- TASK: All lines below are to be output exactly as they stand.

[Saved entries]
╔══

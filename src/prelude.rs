//! Prelude module for convenient imports
//!
//! This module re-exports the most commonly used types from the crate.
//! Users can import everything they need with:
//!
//! ```
//! use radial_pattern::prelude::*;
//! ```

pub use crate::analytic::analytic_count;
pub use crate::lattice::{lattice_point_count, LatticePoint};
pub use crate::pattern::{BuildError, PatternTable};
pub use crate::strategy::{
    AnalyticCounter, CellCountHook, CellCounter, EstimateCounter, HookError, HuxleyCounter,
    LinearScanCounter,
};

╚══

- RESULT OF THE EXERCISE:
filename src/prelude.rs
//! Prelude module for convenient imports
//!
//! This module re-exports the most commonly used types from the crate.
//! Users can import everything they need with:
//!
//! ```
//! use radial_pattern::prelude::*;
//! ```

pub use crate::analytic::analytic_count;
pub use crate::lattice::{lattice_point_count, LatticePoint};
pub use crate::pattern::{BuildError, PatternTable};
pub use crate::strategy::{
    AnalyticCounter, CellCountHook, CellCounter, EstimateCounter, HookError, HuxleyCounter,
    LinearScanCounter,
};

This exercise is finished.